Estimation of Phosphorus-Implanted 4H-SiC Layer Recrystallization by Electron-Back-Scattering Diffraction Pattern Analysis

Image quality (IQ) values of an electron-back-scattering diffraction (EBSD) pattern were used to investigate layer recrystallization for the phosphorus-implanted 4H SiC. We prepared a slope-structured amorphous Si on a Si substrate sample to simulate the recrystallization model of the ion-implanted layer after activation annealing. Phosphorus-implanted and recrystallize-annealed Si and SiC samples were also investigated and the Kikuchi-pattern obscuration was observed for a thicker a-Si layer on the slope-structured sample. The IQ values also decreased. Our results show that ion-implantation damage recovery can be estimated by the EBSD pattern analysis. IQ value variation is in good agreement with the sheet resistance changing with the annealing temperature. The IQ values obtained from the EBSD measurements can be used for crystalline recovery estimation on impurity-implanted SiC layer in a nanoscale resolution.

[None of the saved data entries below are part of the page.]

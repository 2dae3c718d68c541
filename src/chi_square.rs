//! Chi-square goodness-of-fit test for comparing sampler output with exact
//! distributions over a finite set of outcomes.

use special::Gamma;

use crate::error::ChiSquareError;

/// Outcome of a chi-square goodness-of-fit test.
#[derive(Debug, Clone, Copy, PartialEq)]
pub struct TestResult {
    pub is_rejected: bool,
    pub statistic: f64,
    pub p_value: f64,
    pub level: f64,
    pub degrees_of_freedom: usize,
}

/// CDF of the chi-square distribution with `k` degrees of freedom.
pub fn chi_square_cdf(x: f64, k: f64) -> f64 {
    if x <= 0.0 {
        0.0
    } else {
        (x / 2.0).inc_gamma(k / 2.0)
    }
}

/// Pearson's statistic and its p-value for observed counts `freq_obs` against expected
/// counts `freq_exp`, with one degree of freedom fewer than the number of bins.
pub fn chi_square_statistic(
    freq_obs: &[f64],
    freq_exp: &[f64],
) -> Result<(f64, f64), ChiSquareError> {
    if freq_obs.len() != freq_exp.len() {
        return Err(ChiSquareError::LengthMismatch {
            expected: freq_exp.len(),
            found: freq_obs.len(),
        });
    }
    if freq_obs.len() < 2 {
        return Err(ChiSquareError::TooFewBins(freq_obs.len()));
    }
    if let Some(e) = freq_exp.iter().find(|&&e| !(e > 0.0)) {
        return Err(ChiSquareError::NonPositiveExpected(*e));
    }

    let stat: f64 = freq_obs
        .iter()
        .zip(freq_exp.iter())
        .fold(0.0, |acc, (o, e)| {
            let diff = o - e;
            acc + diff * diff / e
        });
    let k = freq_obs.len() - 1;
    let p = 1.0 - chi_square_cdf(stat, k as f64);
    Ok((stat, p))
}

/// Tests whether counts of sampled outcomes are consistent with the probabilities
/// `probs` (which must sum to one) at significance `level`.
pub fn chi_square_test(
    counts: &[usize],
    probs: &[f64],
    level: f64,
) -> Result<TestResult, ChiSquareError> {
    let n: usize = counts.iter().sum();
    let freq_obs: Vec<f64> = counts.iter().map(|&c| c as f64).collect();
    let freq_exp: Vec<f64> = probs.iter().map(|&p| p * n as f64).collect();
    let (statistic, p_value) = chi_square_statistic(&freq_obs, &freq_exp)?;
    Ok(TestResult {
        is_rejected: p_value < level,
        statistic,
        p_value,
        level,
        degrees_of_freedom: counts.len() - 1,
    })
}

Grain growth induced by micro-thermal-plasma-jet irradiation to narrow amorphous silicon strips

Amorphous silicon (a-Si) strips were crystallized by micro-thermal-plasma-jet (μ-TPJ) irradiation. The formation of random grain boundaries (GBs) induced by the collision of liquid-solid interfaces was observed by using a high-speed camera. When Si strip thickness (tSi) was 50 nm, total GB length significantly decreased with the decrease in strip width (W) from 2 to 1 μm, especially random GBs decreased with the decrease in W. Total and low angle GB length were decreased in the thicker Si strips of tSi = 100 and 200 nm, and electrically active GBs such as random and Σ9 crystal site lattice hardly formed in all W. The grains longer than 50 μm had the tendency to face to {111} at surface direction, {110} at strip width direction, and {100} at strip length direction. These long growth grains rotated very slowly to growth direction, and the rotation axis was strip width direction. The maximum growth length was 977 μm, and the grain showed very small crystal plane rotation of 0.032 degrees/μm.